Kabuga: Intriguing question is how he eluded capture for so long

Rwandan fugitive Félicien Kabuga. PHOTO | UN

What you need to know:

  • French police, who say they identified him through a DNA test, which matched a sample "taken when he was hospitalised in Germany in 2007".
  • The real Satans are those who activate and incite that rabble, and then seek to rationalise the mass murder. Kabuga belongs in that category.

Can you picture 800,000 people living in a geographical space smaller than Kitui County being slaughtered within three months?

That's a terribly huge number of people to kill. And the rate of the slaughter - nearly 10,000 killed daily - frightfully fast. For a tiny country like Rwanda, the human loss is incalculable.

I am of course recalling the 1994 Rwandan genocide, a seminal horror like no other Africa has seen in modern times.

A giant step in the long, torturous journey to closure - if that can ever happen - was taken on May 16. It happened to be an early morning in Paris when French gendarmes broke into a flat, where they arrested an 84-year-old Rwandan man who was anonymously living there. His name is Félicien Kabuga. And he had been on the run for 26 years.

Kabuga is no ordinary person. At the time of the genocide, he was Rwanda's richest man, a position that guaranteed him key membership in "Akazu", the elite Hutu brotherhood that controlled Rwanda.

Among his holdings was RTLM (Radio Television Libre des Mille Collines), a radio station whose highly inflammatory broadcasts were responsible for fanning the flames of the genocide.

Worse than that, he was the main financier of the "interahamwe" deaths squads that did much of the killing.

ELUDING CAPTURE

Understandably, he has remained at the very top of the list of Rwanda's most wanted genocide masterminds as the two-and-a-half decade manhunt for him went on, spanning Africa and Europe. The US, on its part, had placed a $5 million (Sh534 million) bounty on his head.

French intelligence agents found out Kabuga's hideout by tracking his children living in Belgium. One had rented a flat near her father's. Wiretaps and surveillance confirmed Kabuga was indeed living in the building.

Fugitives like Kabuga elude capture by posing under numerous aliases and disguises. They must keep changing addresses, using false names.

Some of the countries Kabuga is alleged to have spent time in incognito before he disappeared to Europe are Gabon, Cameroon - and Kenya.

Kenya's entanglement in this man's sordid saga became public in 2003. It so happened the US FBI had hatched a plan with a Nairobi-based local informer, who had met Kabuga to coax him out from his lair in the city and nab him.

The plan was to lure him to the informer’s residence on the pretext of signing a business deal. But that was not to be.

The informer was murdered by unknown people before his rendezvous with Kabuga. Reportedly, the FBI was of the view a senior Kenyan security bureaucrat had tipped off Kabuga and his local protectors.

IMPOSSIBLE ODDS

Last Wednesday in Paris, Kabuga was brought to court, on a wheelchair and wearing a face mask. It was the beginning of what will certainly be a gripping legal drama. Another hearing is due this week.

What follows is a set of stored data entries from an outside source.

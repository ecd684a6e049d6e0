//! main file for the server

mod catalog;
mod controller;
pub mod model;
mod routes;
mod scheduler;
mod state;
mod util;

use actix_web::{middleware::Logger, web, App, HttpServer};
use log::{error, info};
use tokio_util::sync::CancellationToken;
use crate::server::catalog::Catalog;
use crate::server::controller::{cart, checkout, menu, restaurants};
use crate::server::model::config::ServerConfig;
use crate::server::routes::orders::get_orders;
use crate::server::scheduler::job::{cart_sweeper, SWEEP_INTERVAL};
use crate::server::state::AppState;

/// Register every endpoint.
pub(crate) fn configure(cfg: &mut web::ServiceConfig) {
    cfg.service(restaurants::get_restaurants)
        .service(restaurants::get_restaurant)
        .service(restaurants::get_cuisines)
        .service(menu::get_restaurant_menu)
        .service(menu::get_restaurant_categories)
        .service(menu::get_menu)
        .service(menu::get_suggestions)
        .service(cart::post_carts)
        .service(cart::get_cart)
        .service(cart::post_cart_items)
        .service(cart::patch_cart_item)
        .service(cart::delete_cart_item)
        .service(cart::delete_cart)
        .service(checkout::post_checkout)
        .service(get_orders);
}

/// Run the server
pub async fn run(config: ServerConfig) -> std::io::Result<()> {
    let ServerConfig {
        addr,
        catalog_seed,
        processing_delay,
        cart_idle_timeout,
    } = config;
    let state = AppState::new(Catalog::generate(catalog_seed), processing_delay);

    let cancel_token = CancellationToken::new();
    let sweeper = tokio::spawn(cart_sweeper(
        state.clone(),
        cart_idle_timeout,
        SWEEP_INTERVAL,
        cancel_token.clone(),
    ));

    info!("listening on {}", addr);
    let data = web::Data::new(state);
    let result = HttpServer::new(move || {
        App::new()
            .wrap(Logger::default())
            .app_data(data.clone())
            .configure(configure)
    })
        .bind(addr)?
        .run()
        .await;

    cancel_token.cancel();
    if let Err(e) = sweeper.await {
        error!("cart sweeper ended abnormally, {}", e);
    }
    result
}

#[cfg(test)]
pub(crate) mod test_util {
    use std::time::Duration;
    use crate::server::catalog::tests::catalog;
    use crate::server::state::AppState;

    /// Fixed catalog seed, no processing delay.
    pub(crate) fn app_state() -> AppState {
        AppState::new(catalog(), Duration::ZERO)
    }
}

#[cfg(test)]
mod tests {
    use actix_web::{test, web, App};
    use serde_json::{json, Value};
    use super::*;

    #[actix_web::test]
    async fn browse_to_checkout() {
        let app = test::init_service(
            App::new()
                .app_data(web::Data::new(test_util::app_state()))
                .configure(configure),
        )
        .await;

        let req = test::TestRequest::get()
            .uri("/v1/restaurants?search=taco&sort_by=minOrder")
            .to_request();
        let body: Value = test::call_and_read_body_json(&app, req).await;
        let restaurant_id = body["restaurants"][0]["id"].as_str().unwrap().to_string();
        assert_eq!(restaurant_id, "6");

        let req = test::TestRequest::get()
            .uri(&format!("/v1/restaurants/{restaurant_id}/menu?category=mains&search=fish"))
            .to_request();
        let body: Value = test::call_and_read_body_json(&app, req).await;
        let item_id = body["items"][0]["id"].as_str().unwrap().to_string();
        assert_eq!(body["items"][0]["name"], "Fish Tacos");

        let req = test::TestRequest::post().uri("/v1/carts").to_request();
        let body: Value = test::call_and_read_body_json(&app, req).await;
        let cart_id = body["cart_id"].as_u64().unwrap();

        let req = test::TestRequest::post()
            .uri(&format!("/v1/cart/{cart_id}/items"))
            .set_json(json!({ "item_id": item_id, "quantity": 3 }))
            .to_request();
        let body: Value = test::call_and_read_body_json(&app, req).await;
        assert_eq!(body["cart"]["items"][0]["restaurant_name"], "Taco Fiesta");

        let req = test::TestRequest::post()
            .uri(&format!("/v1/cart/{cart_id}/checkout"))
            .set_json(json!({
                "customer": { "name": "Lin", "phone": "555-0100", "address": "9 Elm St" }
            }))
            .to_request();
        let body: Value = test::call_and_read_body_json(&app, req).await;
        // 3 x 14.99
        assert_eq!(body["order"]["totals"]["subtotal"], 4497);
        assert_eq!(body["order"]["totals"]["total"], 4857);

        let req = test::TestRequest::get().uri("/v1/orders").to_request();
        let body: Value = test::call_and_read_body_json(&app, req).await;
        assert_eq!(body["orders"][0]["order_id"], 1);
    }
}
use actix_web::{error, HttpResponse};
use actix_web::http::StatusCode;
use derive_more::{Display, Error};
use serde::Serialize;
use crate::server::model::cart::CartError;
use crate::server::model::filter::FilterError;
use crate::server::model::order::CheckoutError;
use crate::server::model::Notice;

#[derive(Debug, Display, Error)]
pub(crate) enum CustomError {
    #[display("invalid request: {reason}")]
    BadRequest { reason: String },
    #[display("resource not found")]
    ResourceNotFound,
    #[display("{_0}")]
    Cart(CartError),
    #[display("{_0}")]
    Checkout(CheckoutError),
}

impl CustomError {
    pub fn bad_request(reason: impl ToString) -> Self {
        CustomError::BadRequest {
            reason: reason.to_string(),
        }
    }
}

impl From<CartError> for CustomError {
    fn from(e: CartError) -> Self {
        CustomError::Cart(e)
    }
}

impl From<CheckoutError> for CustomError {
    fn from(e: CheckoutError) -> Self {
        CustomError::Checkout(e)
    }
}

impl From<FilterError> for CustomError {
    fn from(e: FilterError) -> Self {
        CustomError::bad_request(e)
    }
}

#[derive(Debug, Serialize)]
struct ErrorBody {
    message: String,
    notice: Option<Notice>,
}

impl error::ResponseError for CustomError {
    fn status_code(&self) -> StatusCode {
        match self {
            CustomError::BadRequest { .. } => StatusCode::BAD_REQUEST,
            CustomError::ResourceNotFound => StatusCode::NOT_FOUND,
            CustomError::Cart(e) => match e {
                CartError::CartNotFound { .. }
                | CartError::ItemNotFound { .. }
                | CartError::UnknownMenuItem { .. } => StatusCode::NOT_FOUND,
                CartError::RestaurantClosed { .. } => StatusCode::CONFLICT,
                CartError::InvalidQuantity => StatusCode::BAD_REQUEST,
            },
            CustomError::Checkout(e) => match e {
                CheckoutError::MissingInformation { .. } => StatusCode::UNPROCESSABLE_ENTITY,
                CheckoutError::EmptyCart => StatusCode::CONFLICT,
            },
        }
    }

    fn error_response(&self) -> HttpResponse {
        let notice = match self {
            CustomError::Checkout(e) => Some(e.notice()),
            _ => None,
        };
        HttpResponse::build(self.status_code()).json(ErrorBody {
            message: self.to_string(),
            notice,
        })
    }
}

#[cfg(test)]
mod tests {
    use actix_web::ResponseError;
    use super::*;

    #[test]
    fn status_codes() {
        assert_eq!(
            CustomError::from(CartError::InvalidQuantity).status_code(),
            StatusCode::BAD_REQUEST
        );
        assert_eq!(
            CustomError::from(CartError::ItemNotFound { id: "1-1".to_string() }).status_code(),
            StatusCode::NOT_FOUND
        );
        assert_eq!(
            CustomError::from(CheckoutError::EmptyCart).status_code(),
            StatusCode::CONFLICT
        );
        assert_eq!(
            CustomError::from(FilterError::InvertedFeeRange { min: 2, max: 1 }).status_code(),
            StatusCode::BAD_REQUEST
        );
    }

    #[test]
    fn message_passes_through() {
        let err = CustomError::from(CartError::RestaurantClosed {
            name: "Tokyo Sushi Bar".to_string(),
        });
        assert_eq!(err.to_string(), "Tokyo Sushi Bar is closed and not taking orders");
    }
}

Already the legal battle lines are drawn. The International Residual Mechanism for Criminal Tribunals (IRMCT), a leftover of the tribunals set up to deal with genocidal criminals in the former Yugoslavia and Rwanda, considers itself to have the competent jurisdiction over Kabuga and wants France to transfer him to them.

The IRMCT operates from two locations: The Hague and Arusha (Kabuga is likely to eventually land at the latter).

Of course Rwanda would be extremely keen to lay her hands on him and conduct the trial herself. After all it is where the crimes Kabuga will answer for were committed.

Kabuga faces impossible odds in escaping guilt. For a start, the translations of those old inflammatory screeds broadcast by his RTLM radio are damning enough. In any event, why be on the run for a quarter of a century?

The intriguing question is how Kabuga managed to elude his pursuers for so long. Who were his enablers?

ACCOMPLICES

The IRMCT says he was using no less than 20 aliases and multiple - and genuine - passports, at least three of them from African countries. Which countries are these?

Another intriguing detail came from the French police, who say they identified him through a DNA test, which matched a sample "taken when he was hospitalised in Germany in 2007".

Aha, who is this who found out Kabuga had been in Germany and why didn't they apprehend him then? Again, when and how did he manage to gain entry into France? Could that have happened without accomplices?

It was the philosopher Hannah Arendt who wrote insightfully about the "banality of evil", its deceptive 'ordinariness'.

The most evil people are not the mindless maniacs who chop your head with a machete, or burn down the church where your wife and children have taken refuge.

The real Satans are those who activate and incite that rabble, and then seek to rationalise the mass murder. Kabuga belongs in that category.